One of the other wives on the detachment called me toward the end of a deployment this past year sometime, feeling frustrated, and shared, “I just feel like the harder they work, the more they get deployed, and the ones who don’t work get to stay home and end up getting promoted.” I wanted to be encouraging, but I’m frustrated by that too. And the cost is so high: years apart affects relationships–how could it not? And you want to think it will all be worth it, but it really isn’t, and those years are gone, and what do we have to show for it?

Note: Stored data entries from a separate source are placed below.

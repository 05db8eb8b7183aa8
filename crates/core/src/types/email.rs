//! Email address type.

use core::fmt;

use serde::{Deserialize, Serialize};

/// Errors that can occur when parsing an [`Email`].
#[derive(thiserror::Error, Debug, Clone, PartialEq, Eq)]
pub enum EmailError {
    /// The input is empty or only whitespace.
    #[error("email cannot be empty")]
    Empty,
    /// The input string is too long.
    #[error("email must be at most {max} characters")]
    TooLong {
        /// Maximum allowed length.
        max: usize,
    },
    /// The input does not contain an @ symbol.
    #[error("email must contain an @ symbol")]
    MissingAtSymbol,
    /// One side of the @ is empty.
    #[error("email must have text on both sides of the @")]
    EmptyPart,
}

/// An email address used as the login identifier.
///
/// Surrounding whitespace is trimmed; the address is otherwise kept exactly as
/// typed, since login matches it by equality.
///
/// ```
/// use cartwheel_core::Email;
///
/// assert_eq!(Email::parse("  ana@example.com ").unwrap().as_str(), "ana@example.com");
/// assert!(Email::parse("ana.example.com").is_err());
/// ```
#[derive(Debug, Clone, Serialize, Deserialize, PartialEq, Eq, Hash)]
#[serde(transparent)]
pub struct Email(String);

impl Email {
    /// Maximum length of an email address (RFC 5321).
    pub const MAX_LENGTH: usize = 254;

    /// Parse an `Email` from user input.
    ///
    /// # Errors
    ///
    /// Returns an error if the trimmed input is empty, too long, has no `@`,
    /// or has nothing before or after the `@`.
    pub fn parse(s: &str) -> Result<Self, EmailError> {
        let s = s.trim();
        if s.is_empty() {
            return Err(EmailError::Empty);
        }
        if s.len() > Self::MAX_LENGTH {
            return Err(EmailError::TooLong {
                max: Self::MAX_LENGTH,
            });
        }

        let (local, domain) = s.split_once('@').ok_or(EmailError::MissingAtSymbol)?;
        if local.is_empty() || domain.is_empty() {
            return Err(EmailError::EmptyPart);
        }

        Ok(Self(s.to_owned()))
    }

    /// Returns the email address as a string slice.
    #[must_use]
    pub fn as_str(&self) -> &str {
        &self.0
    }

    /// Consumes the `Email` and returns its inner string.
    #[must_use]
    pub fn into_inner(self) -> String {
        self.0
    }
}

impl fmt::Display for Email {
    fn fmt(&self, f: &mut fmt::Formatter<'_>) -> fmt::Result {
        f.write_str(&self.0)
    }
}

impl std::str::FromStr for Email {
    type Err = EmailError;

    fn from_str(s: &str) -> Result<Self, Self::Err> {
        Self::parse(s)
    }
}

impl AsRef<str> for Email {
    fn as_ref(&self) -> &str {
        &self.0
    }
}

#[cfg(feature = "sqlite")]
impl sqlx::Type<sqlx::Sqlite> for Email {
    fn type_info() -> sqlx::sqlite::SqliteTypeInfo {
        <String as sqlx::Type<sqlx::Sqlite>>::type_info()
    }

    fn compatible(ty: &sqlx::sqlite::SqliteTypeInfo) -> bool {
        <String as sqlx::Type<sqlx::Sqlite>>::compatible(ty)
    }
}

#[cfg(feature = "sqlite")]
impl<'r> sqlx::Decode<'r, sqlx::Sqlite> for Email {
    fn decode(value: sqlx::sqlite::SqliteValueRef<'r>) -> Result<Self, sqlx::error::BoxDynError> {
        let s = <String as sqlx::Decode<sqlx::Sqlite>>::decode(value)?;
        Ok(Self::parse(&s)?)
    }
}

#[cfg(feature = "sqlite")]
impl<'q> sqlx::Encode<'q, sqlx::Sqlite> for Email {
    fn encode_by_ref(
        &self,
        buf: &mut <sqlx::Sqlite as sqlx::Database>::ArgumentBuffer<'q>,
    ) -> Result<sqlx::encode::IsNull, sqlx::error::BoxDynError> {
        <String as sqlx::Encode<'q, sqlx::Sqlite>>::encode_by_ref(&self.0, buf)
    }
}

#[cfg(test)]
#[allow(clippy::unwrap_used)]
mod tests {
    use super::*;

    #[test]
    fn test_parse_trims_whitespace() {
        let email = Email::parse("\tuser@example.com  ").unwrap();
        assert_eq!(email.as_str(), "user@example.com");
    }

    #[test]
    fn test_parse_rejects_blank() {
        assert_eq!(Email::parse("   "), Err(EmailError::Empty));
    }

    #[test]
    fn test_parse_rejects_missing_parts() {
        assert_eq!(Email::parse("user"), Err(EmailError::MissingAtSymbol));
        assert_eq!(Email::parse("@example.com"), Err(EmailError::EmptyPart));
        assert_eq!(Email::parse("user@"), Err(EmailError::EmptyPart));
    }

    #[test]
    fn test_parse_rejects_overlong() {
        let long = format!("{}@example.com", "a".repeat(250));
        assert!(matches!(Email::parse(&long), Err(EmailError::TooLong { .. })));
    }

    #[test]
    fn test_case_is_preserved() {
        let email: Email = "Ana@Example.com".parse().unwrap();
        assert_eq!(email.to_string(), "Ana@Example.com");
    }
}
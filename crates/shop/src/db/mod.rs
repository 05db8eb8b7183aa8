//! Local SQLite store.
//!
//! # Tables
//!
//! - `users` - Registered shoppers
//! - `products` - Snapshot of the last catalog listing
//! - `cart` - One row per product in the cart
//! - `orders` - One row per purchased cart line, grouped by `order_id`
//!
//! The store is opened once per process and handed to every repository as a
//! [`Store`] handle. Schema setup is idempotent; see [`schema`].

pub mod cart;
pub mod orders;
pub mod products;
pub mod schema;
pub mod users;

use std::str::FromStr;
use std::time::Duration;

use rust_decimal::Decimal;
use secrecy::ExposeSecret;
use sqlx::sqlite::{
    SqliteArguments, SqliteConnectOptions, SqlitePoolOptions, SqliteRow,
};
use sqlx::{Row, Sqlite, SqlitePool};
use thiserror::Error;
use tracing::{info, instrument, warn};

use crate::config::DatabaseConfig;
pub use schema::TableDef;

/// Errors from store operations.
#[derive(Debug, Error)]
pub enum RepositoryError {
    /// Database error from sqlx.
    #[error("database error: {0}")]
    Database(#[from] sqlx::Error),

    /// Data in the database is corrupted or invalid.
    #[error("data corruption: {0}")]
    DataCorruption(String),

    /// Requested entity was not found.
    #[error("not found")]
    NotFound,

    /// Constraint violation (e.g., unique email).
    #[error("constraint violation: {0}")]
    Conflict(String),
}

/// A positional statement parameter for [`Store::execute`] and
/// [`Store::fetch_all`].
#[derive(Debug, Clone, PartialEq)]
pub enum SqlParam {
    /// SQL `NULL`.
    Null,
    /// 64-bit integer.
    Integer(i64),
    /// Floating-point value.
    Real(f64),
    /// Text, including decimal amounts.
    Text(String),
}

impl From<i64> for SqlParam {
    fn from(v: i64) -> Self {
        Self::Integer(v)
    }
}

impl From<f64> for SqlParam {
    fn from(v: f64) -> Self {
        Self::Real(v)
    }
}

impl From<&str> for SqlParam {
    fn from(v: &str) -> Self {
        Self::Text(v.to_owned())
    }
}

impl From<String> for SqlParam {
    fn from(v: String) -> Self {
        Self::Text(v)
    }
}

impl From<Decimal> for SqlParam {
    fn from(v: Decimal) -> Self {
        Self::Text(v.to_string())
    }
}

impl<T: Into<Self>> From<Option<T>> for SqlParam {
    fn from(v: Option<T>) -> Self {
        v.map_or(Self::Null, Into::into)
    }
}

/// Shared handle to the local database.
///
/// Cheap to clone; every clone uses the same pool.
#[derive(Debug, Clone)]
pub struct Store {
    pool: SqlitePool,
}

impl Store {
    /// Open the database described by `config`, creating the file if missing,
    /// and make sure every table exists.
    ///
    /// # Errors
    ///
    /// Returns `RepositoryError::Database` if the connection or schema setup fails.
    pub async fn open(config: &DatabaseConfig) -> Result<Self, RepositoryError> {
        let store = Self::connect(config).await?;
        store.ensure_all(config.reset_orders_on_launch).await?;
        Ok(store)
    }

    /// Connect without touching the schema.
    ///
    /// # Errors
    ///
    /// Returns `RepositoryError::Database` if the URL is invalid or the
    /// database cannot be opened.
    pub async fn connect(config: &DatabaseConfig) -> Result<Self, RepositoryError> {
        let options = SqliteConnectOptions::from_str(config.url.expose_secret())?
            .create_if_missing(true)
            .busy_timeout(Duration::from_secs(5));

        let pool = SqlitePoolOptions::new()
            .max_connections(config.max_connections.max(1))
            .acquire_timeout(Duration::from_secs(10))
            .connect_with(options)
            .await?;

        info!(
            max_connections = config.max_connections.max(1),
            "Database pool created"
        );
        Ok(Self { pool })
    }

    /// Open a private in-memory database with the full schema.
    ///
    /// Uses a single connection that is never recycled, since each SQLite
    /// in-memory connection is its own database.
    ///
    /// # Errors
    ///
    /// Returns `RepositoryError::Database` if SQLite cannot be initialised.
    pub async fn in_memory() -> Result<Self, RepositoryError> {
        let options = SqliteConnectOptions::from_str("sqlite::memory:")?;
        let pool = SqlitePoolOptions::new()
            .max_connections(1)
            .min_connections(1)
            .idle_timeout(None)
            .max_lifetime(None)
            .connect_with(options)
            .await?;

        let store = Self { pool };
        store.ensure_all(false).await?;
        Ok(store)
    }

    /// The underlying connection pool.
    #[must_use]
    pub const fn pool(&self) -> &SqlitePool {
        &self.pool
    }

    /// Create every table in dependency-free order: `users`, `products`,
    /// `cart`, `orders`.
    ///
    /// # Errors
    ///
    /// Returns `RepositoryError::Database` if any DDL statement fails.
    pub async fn ensure_all(&self, reset_orders: bool) -> Result<(), RepositoryError> {
        for table in schema::tables(reset_orders) {
            self.ensure_schema(&table).await?;
        }
        Ok(())
    }

    /// Create a table and its indexes if absent.
    ///
    /// A table flagged `reset_on_launch` is dropped first, discarding its rows.
    ///
    /// # Errors
    ///
    /// Returns `RepositoryError::Database` if any DDL statement fails.
    #[instrument(skip(self, table), fields(table = table.name))]
    pub async fn ensure_schema(&self, table: &TableDef) -> Result<(), RepositoryError> {
        let mut tx = self.pool.begin().await?;

        if table.reset_on_launch {
            warn!("Dropping table before recreating it; existing rows are discarded");
            sqlx::query(&format!("DROP TABLE IF EXISTS {}", table.name))
                .execute(&mut *tx)
                .await?;
        }

        sqlx::query(table.create_sql).execute(&mut *tx).await?;
        for index in table.indexes {
            sqlx::query(index).execute(&mut *tx).await?;
        }

        tx.commit().await?;
        Ok(())
    }

    /// Run a parameterized statement and return the number of affected rows.
    ///
    /// # Errors
    ///
    /// Returns `RepositoryError::Database` if the statement fails.
    pub async fn execute(&self, sql: &str, params: &[SqlParam]) -> Result<u64, RepositoryError> {
        let result = bind_all(sqlx::query(sql), params)
            .execute(&self.pool)
            .await?;
        Ok(result.rows_affected())
    }

    /// Run a parameterized query and return every row.
    ///
    /// # Errors
    ///
    /// Returns `RepositoryError::Database` if the query fails.
    pub async fn fetch_all(
        &self,
        sql: &str,
        params: &[SqlParam],
    ) -> Result<Vec<SqliteRow>, RepositoryError> {
        Ok(bind_all(sqlx::query(sql), params)
            .fetch_all(&self.pool)
            .await?)
    }
}

/// Bind positional parameters in order.
fn bind_all<'q>(
    mut query: sqlx::query::Query<'q, Sqlite, SqliteArguments<'q>>,
    params: &'q [SqlParam],
) -> sqlx::query::Query<'q, Sqlite, SqliteArguments<'q>> {
    for param in params {
        query = match param {
            SqlParam::Null => query.bind(None::<i64>),
            SqlParam::Integer(v) => query.bind(*v),
            SqlParam::Real(v) => query.bind(*v),
            SqlParam::Text(v) => query.bind(v.as_str()),
        };
    }
    query
}

/// Read a decimal stored as TEXT.
pub(crate) fn decimal_column(row: &SqliteRow, column: &str) -> Result<Decimal, RepositoryError> {
    let raw: String = row.try_get(column)?;
    Decimal::from_str(&raw).map_err(|e| {
        RepositoryError::DataCorruption(format!("invalid decimal in {column}: {raw:?} ({e})"))
    })
}

/// Read an optional decimal stored as TEXT.
pub(crate) fn optional_decimal_column(
    row: &SqliteRow,
    column: &str,
) -> Result<Option<Decimal>, RepositoryError> {
    let raw: Option<String> = row.try_get(column)?;
    raw.map(|raw| {
        Decimal::from_str(&raw).map_err(|e| {
            RepositoryError::DataCorruption(format!("invalid decimal in {column}: {raw:?} ({e})"))
        })
    })
    .transpose()
}

/// Map a unique-constraint violation to `Conflict`.
pub(crate) fn conflict_on_unique(e: sqlx::Error, what: &str) -> RepositoryError {
    if let sqlx::Error::Database(ref db_err) = e
        && db_err.is_unique_violation()
    {
        return RepositoryError::Conflict(format!("{what} already exists"));
    }
    RepositoryError::Database(e)
}
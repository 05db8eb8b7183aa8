//! User repository for database operations.

use sqlx::sqlite::SqliteRow;
use sqlx::Row;
use tracing::instrument;

use cartwheel_core::{Email, SubscriptionDays, SubscriptionType};

use super::{RepositoryError, Store, conflict_on_unique};
use crate::models::user::{NewUser, User};

const USER_COLUMNS: &str = "id, username, email, subscription_type, subscription_days";

/// Repository for user database operations.
pub struct UserRepository<'a> {
    store: &'a Store,
}

impl<'a> UserRepository<'a> {
    /// Create a new user repository.
    #[must_use]
    pub const fn new(store: &'a Store) -> Self {
        Self { store }
    }

    /// Insert a user with an already-hashed password.
    ///
    /// # Errors
    ///
    /// Returns `RepositoryError::Conflict` if the email already exists.
    /// Returns `RepositoryError::Database` for other database errors.
    #[instrument(skip(self, user, password_hash), fields(email = %user.email))]
    pub async fn create(&self, user: &NewUser, password_hash: &str) -> Result<User, RepositoryError> {
        let row = sqlx::query(&format!(
            "INSERT INTO users (username, email, password_hash, subscription_type, subscription_days) \
             VALUES (?, ?, ?, ?, ?) RETURNING {USER_COLUMNS}"
        ))
        .bind(&user.username)
        .bind(&user.email)
        .bind(password_hash)
        .bind(user.subscription_type.as_str())
        .bind(user.subscription_days.map(|d| i64::from(d.get())))
        .fetch_one(self.store.pool())
        .await
        .map_err(|e| conflict_on_unique(e, "email"))?;

        user_from_row(&row)
    }

    /// Get a user together with their password hash, by email.
    ///
    /// # Errors
    ///
    /// Returns `RepositoryError::Database` if the query fails.
    /// Returns `RepositoryError::DataCorruption` if the stored row is invalid.
    #[instrument(skip(self), fields(email = %email))]
    pub async fn get_with_password_hash(
        &self,
        email: &Email,
    ) -> Result<Option<(User, String)>, RepositoryError> {
        let row = sqlx::query(&format!(
            "SELECT {USER_COLUMNS}, password_hash FROM users WHERE email = ?"
        ))
        .bind(email)
        .fetch_optional(self.store.pool())
        .await?;

        let Some(row) = row else {
            return Ok(None);
        };

        let hash: String = row.try_get("password_hash")?;
        Ok(Some((user_from_row(&row)?, hash)))
    }
}

fn user_from_row(row: &SqliteRow) -> Result<User, RepositoryError> {
    let subscription_type: String = row.try_get("subscription_type")?;
    let subscription_type = subscription_type
        .parse::<SubscriptionType>()
        .map_err(|e| RepositoryError::DataCorruption(e.to_string()))?;

    let subscription_days = row
        .try_get::<Option<i64>, _>("subscription_days")?
        .map(|days| {
            u32::try_from(days).map(SubscriptionDays::new).map_err(|_| {
                RepositoryError::DataCorruption(format!("invalid subscription_days: {days}"))
            })
        })
        .transpose()?;

    Ok(User {
        id: row.try_get("id")?,
        username: row.try_get("username")?,
        email: row.try_get("email")?,
        subscription_type,
        subscription_days,
    })
}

This post had been weighing on me for months, and even after I typed this out last May, it just sat in the drafts folder. Blogging is how I process stuff and kind of look for the good so I can end on a positive note, a hopeful way forward. I’ve lost sight of that since February, when Chris’ career took a different turn. The more we learn about what went on behind the scenes, the less justified and more personal it turned out to be. It stinks. People say they fought for us, but when the people in your own squadron flat out lie to you, it’s hard to know who to believe. Maybe they’re lying too. And it doesn’t really matter.
That’s where I’m at. It’s not tidy. It feels crappy. We’ve left Hawaii, and we’re in the Texas family cocoon where we go when we’re in transition. And I’m not totally sure what’s ahead in Belgium, beyond endless winter and cold and rain (and a few weeks of Christmas markets). Maybe some of the flecks will even turn out to be diamonds.
bbbrown says
Mari and Chris,
Your words and feelings are well put, honest, and sad. Stephen and I are sorry. Hopefully, the future can change as you and Chris discuss best options. Part of it is your love for Hawaii and for your family. Treasures.
Take care and you and your family are in our prayers.
Barbara Bolton Brown
PS Do glance back at the adventures you and your family have had–buckets of them. But, take hold of your future and make it work for you.
Amber says
I’m glad to see you are blogging again! I’ve missed reading your stories- the good, the bad, the sad, and the amazing. I like hearing your voice in words. Somethings in life are hard, and no matter how much we try we can’t see the sparkle until much, much later in life.